Lo había permitido. No entendía porqué, pero lo hizo.
Inmóvil, con el frio de la madera mordiendole la espalda. Incapaz de mover mas que los ojos, mientras la mordaza le impedía hablar. Solo veía lo que le acercaban adelante, directamente ante su mirada.
Lo primero fue una vara. Lisa, pulida, cruel.El golpe fue al pecho, cruzando desde el esternón hacia su izquierda. Lo soportó sin más, sabiendo que quejarse no era una opción.
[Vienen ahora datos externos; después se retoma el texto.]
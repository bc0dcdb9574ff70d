//! CLI integration tests
//!
//! Run the compiled binary end to end. Skipped under coverage builds.

#![cfg(not(coverage))]
#![allow(deprecated)]

use assert_cmd::Command;
use predicates::prelude::*;
use std::fs;
use tempfile::TempDir;

fn cellbind() -> Command {
    let mut cmd = Command::cargo_bin("cellbind").unwrap();
    cmd.env("NO_COLOR", "1").env_remove("CELLBIND_CONFIG");
    cmd
}

const BINDING: &str = r#"
defaults:
  culture: de-DE
enums:
  Status:
    variants:
      - { name: Active, value: 1 }
      - { name: Inactive, value: 2 }
maps:
  Invoice:
    columns:
      paid:
        boolean_true_values: ["1", "x"]
        boolean_false_values: ["0", ""]
"#;

fn binding(dir: &TempDir) -> std::path::PathBuf {
    let path = dir.path().join("binding.yaml");
    fs::write(&path, BINDING).unwrap();
    path
}

// ═══════════════════════════════════════════════════════════════════════════
// HELP AND VERSION
// ═══════════════════════════════════════════════════════════════════════════

#[test]
fn test_help_lists_commands() {
    cellbind()
        .arg("--help")
        .assert()
        .success()
        .stdout(predicate::str::contains("convert"))
        .stdout(predicate::str::contains("types"));
}

#[test]
fn test_version() {
    cellbind()
        .arg("--version")
        .assert()
        .success()
        .stdout(predicate::str::contains(env!("CARGO_PKG_VERSION")));
}

// ═══════════════════════════════════════════════════════════════════════════
// CONVERT
// ═══════════════════════════════════════════════════════════════════════════

#[test]
fn test_convert_int_text() {
    cellbind()
        .args(["convert", "int", "42"])
        .assert()
        .success()
        .stdout(predicate::str::contains("Value:"))
        .stdout(predicate::str::contains("42"))
        .stdout(predicate::str::contains("i32"));
}

#[test]
fn test_convert_json_report() {
    let output = cellbind()
        .args(["convert", "double", "1.234,5", "--culture", "de-DE", "--json"])
        .output()
        .unwrap();
    assert!(output.status.success());

    let report: serde_json::Value = serde_json::from_slice(&output.stdout).unwrap();
    assert_eq!(report["type"], "f64");
    assert_eq!(report["culture"], "de-DE");
    assert_eq!(report["value"], "1234.5");
    assert_eq!(report["external_kind"], "Number");
    assert_eq!(report["native"], true);
}

#[test]
fn test_convert_empty_nullable() {
    let output = cellbind()
        .args(["convert", "bool?", "--as", "empty", "--json"])
        .output()
        .unwrap();
    assert!(output.status.success());

    let report: serde_json::Value = serde_json::from_slice(&output.stdout).unwrap();
    assert_eq!(report["value_kind"], "null");
    assert_eq!(report["external_kind"], "Empty");
}

#[test]
fn test_convert_serial_number_to_date() {
    cellbind()
        .args(["convert", "datetime", "45356.5", "--as", "number", "--json"])
        .assert()
        .success()
        .stdout(predicate::str::contains("2024-03-05"));
}

#[test]
fn test_convert_with_column_policy() {
    let dir = TempDir::new().unwrap();
    let path = binding(&dir);
    let output = cellbind()
        .args(["convert", "bool", "X", "--map", "Invoice", "--column", "paid", "--json"])
        .arg("--config")
        .arg(&path)
        .output()
        .unwrap();
    assert!(output.status.success());

    let report: serde_json::Value = serde_json::from_slice(&output.stdout).unwrap();
    assert_eq!(report["value"], "True");
    assert_eq!(report["external"], "1");
    assert_eq!(report["external_kind"], "Number");
}

#[test]
fn test_convert_configured_enum() {
    let dir = TempDir::new().unwrap();
    cellbind()
        .args(["convert", "Status", "inactive", "--json"])
        .arg("--config")
        .arg(binding(&dir))
        .assert()
        .success()
        .stdout(predicate::str::contains("\"external\": \"Inactive\""));
}

#[test]
fn test_convert_failure_exits_nonzero() {
    cellbind()
        .args(["convert", "int", "twelve"])
        .assert()
        .failure()
        .code(1)
        .stderr(predicate::str::contains("error:"))
        .stderr(predicate::str::contains("twelve"));
}

#[test]
fn test_convert_unknown_culture() {
    cellbind()
        .args(["convert", "int", "1", "--culture", "xx-XX"])
        .assert()
        .failure()
        .stderr(predicate::str::contains("xx-XX"));
}

#[test]
fn test_column_requires_map() {
    cellbind()
        .args(["convert", "bool", "1", "--column", "paid"])
        .assert()
        .failure();
}

// ═══════════════════════════════════════════════════════════════════════════
// TYPES
// ═══════════════════════════════════════════════════════════════════════════

#[test]
fn test_types_lists_builtins() {
    cellbind()
        .arg("types")
        .assert()
        .success()
        .stdout(predicate::str::contains("Registered converters"))
        .stdout(predicate::str::contains("decimal"))
        .stdout(predicate::str::contains("guid"));
}

#[test]
fn test_types_includes_configured_enums() {
    let dir = TempDir::new().unwrap();
    cellbind()
        .arg("types")
        .arg("--config")
        .arg(binding(&dir))
        .assert()
        .success()
        .stdout(predicate::str::contains("Status?"));
}
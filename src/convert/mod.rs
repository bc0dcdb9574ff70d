//! Converters between raw cell values and typed property values
//!
//! Every supported type has one [`Converter`]. The mapping layer asks the
//! [`crate::registry::ConverterRegistry`] for the converter of a property
//! type, then calls:
//! - [`Converter::convert_from_external`] when reading a cell
//! - [`Converter::convert_to_external`] when writing one, unless
//!   [`Converter::accepts_native_type`] lets it store the value directly
//!
//! Converters hold no mutable state and are shared across threads.

pub mod boolean;
pub mod character;
pub mod datetime;
pub mod enumerable;
pub mod enumeration;
pub mod floating;
pub mod guid;
pub mod nullable;
pub mod numeric;
pub mod numeric_text;
pub mod string;
mod text;
pub mod timespan;

pub use boolean::BooleanConverter;
pub use character::CharConverter;
pub use datetime::DateTimeConverter;
pub use enumerable::EnumerableConverter;
pub use enumeration::EnumConverter;
pub use floating::{DecimalConverter, DoubleConverter, SingleConverter};
pub use guid::GuidConverter;
pub use nullable::NullableConverter;
pub use numeric::{
    ByteConverter, Int16Converter, Int32Converter, Int64Converter, NumericConverter,
    NumericTarget, SByteConverter, UInt16Converter, UInt32Converter, UInt64Converter,
};
pub use string::StringConverter;
pub use text::{render_cell_text, render_text};
pub use timespan::TimeSpanConverter;

use std::fmt;

use crate::error::{ConversionError, ConversionResult};
use crate::policy::ConversionPolicy;
use crate::types::{CellValue, TypeTag, TypedValue};

/// Converts one property type to and from raw cell values.
pub trait Converter: fmt::Debug + Send + Sync {
    /// The type this converter produces and consumes.
    fn converted_type(&self) -> &TypeTag;

    /// True if cells can hold the typed value directly, so the I/O layer
    /// may skip [`Converter::convert_to_external`].
    fn accepts_native_type(&self) -> bool;

    /// Typed value → value safe to store in a cell.
    fn convert_to_external(
        &self,
        policy: &ConversionPolicy,
        value: &TypedValue,
    ) -> ConversionResult<CellValue>;

    /// Raw cell value → typed value.
    fn convert_from_external(
        &self,
        policy: &ConversionPolicy,
        raw: &CellValue,
    ) -> ConversionResult<TypedValue>;

    /// Display format hint for natively stored columns.
    fn display_format<'p>(&self, _policy: &'p ConversionPolicy) -> Option<&'p str> {
        None
    }
}

/// Shared "to external" behaviour: null stays empty, everything else
/// becomes its textual form.
pub fn default_to_external(
    policy: &ConversionPolicy,
    value: &TypedValue,
) -> ConversionResult<CellValue> {
    Ok(render_text(value, policy.culture).map_or(CellValue::Empty, CellValue::String))
}

/// Shared "from external" behaviour: no interpretation applies.
pub fn default_from_external(ty: &TypeTag, raw: &CellValue) -> ConversionResult<TypedValue> {
    Err(ConversionError::invalid(format!(
        "Unable to convert {} value '{}' to {}",
        raw.type_name(),
        raw,
        ty
    )))
}

/// Error for a typed value handed to the wrong converter.
pub(crate) fn type_mismatch(ty: &TypeTag, value: &TypedValue) -> ConversionError {
    ConversionError::invalid(format!(
        "Expected a {} value, got {}",
        ty,
        value.type_name()
    ))
}

#[cfg(test)]
mod tests {
    use super::*;
    use crate::error::ConversionErrorKind;

    #[test]
    fn test_default_to_external_stringifies() {
        let policy = ConversionPolicy::default();
        assert_eq!(
            default_to_external(&policy, &TypedValue::I32(7)).unwrap(),
            CellValue::String("7".to_string())
        );
        assert_eq!(
            default_to_external(&policy, &TypedValue::Null).unwrap(),
            CellValue::Empty
        );
    }

    #[test]
    fn test_default_from_external_always_fails() {
        let err = default_from_external(&TypeTag::Guid, &CellValue::Number(1.0)).unwrap_err();
        assert_eq!(err.kind(), ConversionErrorKind::InvalidValue);
        assert!(err.message().contains("guid"));
    }
}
Luego lo ahogaron, con un trapo sobre la cara. Baldes y baldes de líquido inundando sus pulmones y gritandole que se rinda. Que no podía aguantar eso, Que no tenía lo que hacía falta. El no se quejó.
Miró a la nada, esperando que lo vieran. Solo encontró la fria indiferencia del techo devolviendole una mirada vacía.
Entonces los cuchillos. Mordiendo con pasión, con sed. Abriendo caminos de sangre a lo largo de su cuerpo y quemandolo con el frío. Aguantó las lágrimas con todo lo que tenía. El no iba a quejarse.
Y no lo hizo, pero encontró lo que no podía soportar.
Le clavaron una espina en el costado y su corazón se detuvo, devolviendole al techo una mirada que ya no veía nada.